EXERCISE INSTRUCTIONS:
Retype each entry below, keeping every character the same.
□ □ □
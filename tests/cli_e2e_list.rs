//! End-to-end tests for the list modes.
//!
//! List modes print one line per entry before anything is observed on
//! disk, so these run without git and without the listed directories.

mod common;
use common::prelude::*;

fn tree() -> TestFixture {
    TestFixture::new()
        .with_conffile(conffiles::MINIMAL)
        .with_manifest("", "alpha\ngroup/beta.git * b\n# retired\n")
        .with_manifest("sub", "gamma.git\n")
        .with_manifest("sub/nested", "delta\n")
}

#[test]
fn test_list_lrel_recurses_into_sub_trees() {
    let fixture = tree();

    fixture
        .command()
        .arg("list-lrel")
        .assert()
        .success()
        .stdout("alpha\nb\nsub/gamma\nsub/nested/delta\n");
}

#[test]
fn test_list_rrel_prefixes_remote_paths() {
    let fixture = tree();

    fixture
        .command()
        .arg("list-rrel")
        .assert()
        .success()
        .stdout("alpha\ngroup/beta.git\nsub/gamma.git\nsub/nested/delta\n");
}

#[test]
fn test_list_rurl_uses_remote_base_url() {
    let fixture = TestFixture::new()
        .with_conffile("*LIST_FN*.grm.repos\n*REMOTE_BASE_URL*https://git.example.com/org/\n")
        .with_manifest("", "tools/grm\n");

    fixture
        .command()
        .arg("list-rurl")
        .assert()
        .success()
        .stdout("https://git.example.com/org/tools/grm\n");
}

#[test]
fn test_list_rurl_with_login() {
    let fixture = TestFixture::new()
        .with_conffile(
            "*LIST_FN*.grm.repos\n*RLOGIN*ssh://git@host.example\n*RPATH_BASE*/srv/git\n",
        )
        .with_manifest("", "tools/grm\n");

    fixture
        .command()
        .arg("list-rurl")
        .assert()
        .success()
        .stdout("ssh://git@host.example/srv/git/tools/grm.git\n");
}

#[test]
fn test_manifest_assignments_apply_to_following_lines() {
    let fixture = TestFixture::new()
        .with_conffile(conffiles::MINIMAL)
        .with_manifest("", "first\n*LOCAL_DIR*checkouts\nsecond\n");

    fixture
        .command()
        .arg("list-lrel")
        .assert()
        .success()
        .stdout("first\ncheckouts/second\n");
}

#[test]
fn test_separator_switch_in_manifest() {
    let fixture = TestFixture::new()
        .with_conffile(conffiles::MINIMAL)
        .with_manifest("", "a*x\n*LIST_SEP*|\nb*c|y\n");

    fixture
        .command()
        .arg("list-lrel")
        .assert()
        .success()
        .stdout("x\ny\n");
}

#[test]
fn test_tree_filter_limits_entries_to_invocation_directory() {
    let fixture = tree().with_dir("alpha/src");

    fixture
        .command_in("alpha/src")
        .arg("list-lrel")
        .assert()
        .success()
        .stdout("");

    fixture
        .command_in("alpha")
        .arg("list-lrel")
        .assert()
        .success()
        .stdout("alpha\n");
}

#[test]
fn test_nearest_manifest_wins() {
    let fixture = tree();

    fixture
        .command_in("sub")
        .arg("list-lrel")
        .assert()
        .success()
        .stdout("gamma\nnested/delta\n");
}

#[test]
fn test_recursion_disabled_in_conffile() {
    let fixture = tree().with_conffile(conffiles::NO_RECURSE);

    fixture
        .command()
        .arg("list-lrel")
        .assert()
        .success()
        .stdout("alpha\nb\n");
}

#[test]
fn test_recursion_disabled_from_environment() {
    let fixture = tree();

    fixture
        .command()
        .env("GRM_OPT_RECURSE", "")
        .arg("list-lrel")
        .assert()
        .success()
        .stdout("alpha\nb\n");
}

#[test]
fn test_path_roots_are_not_inherited_by_sub_trees() {
    let fixture = TestFixture::new()
        .with_conffile(conffiles::MINIMAL)
        .with_manifest("", "*LOCAL_DIR*co\nalpha\n")
        .with_manifest("sub", "gamma\n");

    fixture
        .command()
        .arg("list-lrel")
        .assert()
        .success()
        .stdout("co/alpha\nsub/gamma\n");
}

#[test]
fn test_sub_tree_paths_do_not_depend_on_invocation_directory() {
    let fixture = TestFixture::new()
        .with_conffile(conffiles::MINIMAL)
        .with_manifest("", "b.git * nested/b\n")
        .with_manifest("nested/deeper", "c.git\n");

    fixture
        .command()
        .arg("list-lrel")
        .assert()
        .success()
        .stdout("nested/b\nnested/deeper/c\n");

    fixture
        .command_in("nested")
        .arg("list-lrel")
        .assert()
        .success()
        .stdout("nested/b\nnested/deeper/c\n");
}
□ □ □
OUTPUT FOR THIS TASK:
filename tests/cli_e2e_list.rs
//! End-to-end tests for the list modes.
//!
//! List modes print one line per entry before anything is observed on
//! disk, so these run without git and without the listed directories.

mod common;
use common::prelude::*;

fn tree() -> TestFixture {
    TestFixture::new()
        .with_conffile(conffiles::MINIMAL)
        .with_manifest("", "alpha\ngroup/beta.git * b\n# retired\n")
        .with_manifest("sub", "gamma.git\n")
        .with_manifest("sub/nested", "delta\n")
}

#[test]
fn test_list_lrel_recurses_into_sub_trees() {
    let fixture = tree();

    fixture
        .command()
        .arg("list-lrel")
        .assert()
        .success()
        .stdout("alpha\nb\nsub/gamma\nsub/nested/delta\n");
}

#[test]
fn test_list_rrel_prefixes_remote_paths() {
    let fixture = tree();

    fixture
        .command()
        .arg("list-rrel")
        .assert()
        .success()
        .stdout("alpha\ngroup/beta.git\nsub/gamma.git\nsub/nested/delta\n");
}

#[test]
fn test_list_rurl_uses_remote_base_url() {
    let fixture = TestFixture::new()
        .with_conffile("*LIST_FN*.grm.repos\n*REMOTE_BASE_URL*https://git.example.com/org/\n")
        .with_manifest("", "tools/grm\n");

    fixture
        .command()
        .arg("list-rurl")
        .assert()
        .success()
        .stdout("https://git.example.com/org/tools/grm\n");
}

#[test]
fn test_list_rurl_with_login() {
    let fixture = TestFixture::new()
        .with_conffile(
            "*LIST_FN*.grm.repos\n*RLOGIN*ssh://git@host.example\n*RPATH_BASE*/srv/git\n",
        )
        .with_manifest("", "tools/grm\n");

    fixture
        .command()
        .arg("list-rurl")
        .assert()
        .success()
        .stdout("ssh://git@host.example/srv/git/tools/grm.git\n");
}

#[test]
fn test_manifest_assignments_apply_to_following_lines() {
    let fixture = TestFixture::new()
        .with_conffile(conffiles::MINIMAL)
        .with_manifest("", "first\n*LOCAL_DIR*checkouts\nsecond\n");

    fixture
        .command()
        .arg("list-lrel")
        .assert()
        .success()
        .stdout("first\ncheckouts/second\n");
}

#[test]
fn test_separator_switch_in_manifest() {
    let fixture = TestFixture::new()
        .with_conffile(conffiles::MINIMAL)
        .with_manifest("", "a*x\n*LIST_SEP*|\nb*c|y\n");

    fixture
        .command()
        .arg("list-lrel")
        .assert()
        .success()
        .stdout("x\ny\n");
}

#[test]
fn test_tree_filter_limits_entries_to_invocation_directory() {
    let fixture = tree().with_dir("alpha/src");

    fixture
        .command_in("alpha/src")
        .arg("list-lrel")
        .assert()
        .success()
        .stdout("");

    fixture
        .command_in("alpha")
        .arg("list-lrel")
        .assert()
        .success()
        .stdout("alpha\n");
}

#[test]
fn test_nearest_manifest_wins() {
    let fixture = tree();

    fixture
        .command_in("sub")
        .arg("list-lrel")
        .assert()
        .success()
        .stdout("gamma\nnested/delta\n");
}

#[test]
fn test_recursion_disabled_in_conffile() {
    let fixture = tree().with_conffile(conffiles::NO_RECURSE);

    fixture
        .command()
        .arg("list-lrel")
        .assert()
        .success()
        .stdout("alpha\nb\n");
}

#[test]
fn test_recursion_disabled_from_environment() {
    let fixture = tree();

    fixture
        .command()
        .env("GRM_OPT_RECURSE", "")
        .arg("list-lrel")
        .assert()
        .success()
        .stdout("alpha\nb\n");
}

#[test]
fn test_path_roots_are_not_inherited_by_sub_trees() {
    let fixture = TestFixture::new()
        .with_conffile(conffiles::MINIMAL)
        .with_manifest("", "*LOCAL_DIR*co\nalpha\n")
        .with_manifest("sub", "gamma\n");

    fixture
        .command()
        .arg("list-lrel")
        .assert()
        .success()
        .stdout("co/alpha\nsub/gamma\n");
}

#[test]
fn test_sub_tree_paths_do_not_depend_on_invocation_directory() {
    let fixture = TestFixture::new()
        .with_conffile(conffiles::MINIMAL)
        .with_manifest("", "b.git * nested/b\n")
        .with_manifest("nested/deeper", "c.git\n");

    fixture
        .command()
        .arg("list-lrel")
        .assert()
        .success()
        .stdout("nested/b\nnested/deeper/c\n");

    fixture
        .command_in("nested")
        .arg("list-lrel")
        .assert()
        .success()
        .stdout("nested/b\nnested/deeper/c\n");
}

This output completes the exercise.